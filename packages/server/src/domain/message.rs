//! Relay units.

use linechat_shared::protocol::{JOIN_NOTICE, LEAVE_NOTICE, format_broadcast};

use super::session::{ConnectionId, Nickname, Session};

#[derive(Debug, Clone, Copy, PartialEq, Eq)]
pub enum MessageKind {
    Join,
    Leave,
    Chat,
}

/// One line waiting on the relay channel.
///
/// Carries a copy of the origin's nickname so it can still be rendered after
/// the origin has left the registry.
#[derive(Debug, Clone, PartialEq, Eq)]
pub struct Message {
    pub origin: ConnectionId,
    pub nickname: Nickname,
    pub body: String,
    pub kind: MessageKind,
}

impl Message {
    pub fn join(session: &Session) -> Self {
        Self {
            origin: session.id(),
            nickname: session.nickname().clone(),
            body: JOIN_NOTICE.to_string(),
            kind: MessageKind::Join,
        }
    }

    pub fn leave(session: &Session) -> Self {
        Self {
            origin: session.id(),
            nickname: session.nickname().clone(),
            body: LEAVE_NOTICE.to_string(),
            kind: MessageKind::Leave,
        }
    }

    pub fn chat(origin: ConnectionId, nickname: Nickname, body: String) -> Self {
        Self {
            origin,
            nickname,
            body,
            kind: MessageKind::Chat,
        }
    }

    /// The line written to every peer, without the terminator.
    pub fn render(&self) -> String {
        format_broadcast(self.nickname.as_str(), &self.body)
    }
}
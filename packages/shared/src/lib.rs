//! Code shared by the linechat server and client: the wire protocol, a line
//! reader, logging setup and time helpers.

pub mod line;
pub mod logger;
pub mod protocol;
pub mod time;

* **Assigned task**: Nothing but the lines from the one containing "#[derive(Debug, Clone, PartialEq, Eq)]" to the last line of the listing above belongs in the answer; restate each word for word.

* **Your response**:
#[derive(Debug, Clone, PartialEq, Eq)]
pub struct Message {
    pub origin: ConnectionId,
    pub nickname: Nickname,
    pub body: String,
    pub kind: MessageKind,
}

impl Message {
    pub fn join(session: &Session) -> Self {
        Self {
            origin: session.id(),
            nickname: session.nickname().clone(),
            body: JOIN_NOTICE.to_string(),
            kind: MessageKind::Join,
        }
    }

    pub fn leave(session: &Session) -> Self {
        Self {
            origin: session.id(),
            nickname: session.nickname().clone(),
            body: LEAVE_NOTICE.to_string(),
            kind: MessageKind::Leave,
        }
    }

    pub fn chat(origin: ConnectionId, nickname: Nickname, body: String) -> Self {
        Self {
            origin,
            nickname,
            body,
            kind: MessageKind::Chat,
        }
    }

    /// The line written to every peer, without the terminator.
    pub fn render(&self) -> String {
        format_broadcast(self.nickname.as_str(), &self.body)
    }
}
filename packages/shared/src/lib.rs
//! Code shared by the linechat server and client: the wire protocol, a line
//! reader, logging setup and time helpers.

pub mod line;
pub mod logger;
pub mod protocol;
pub mod time;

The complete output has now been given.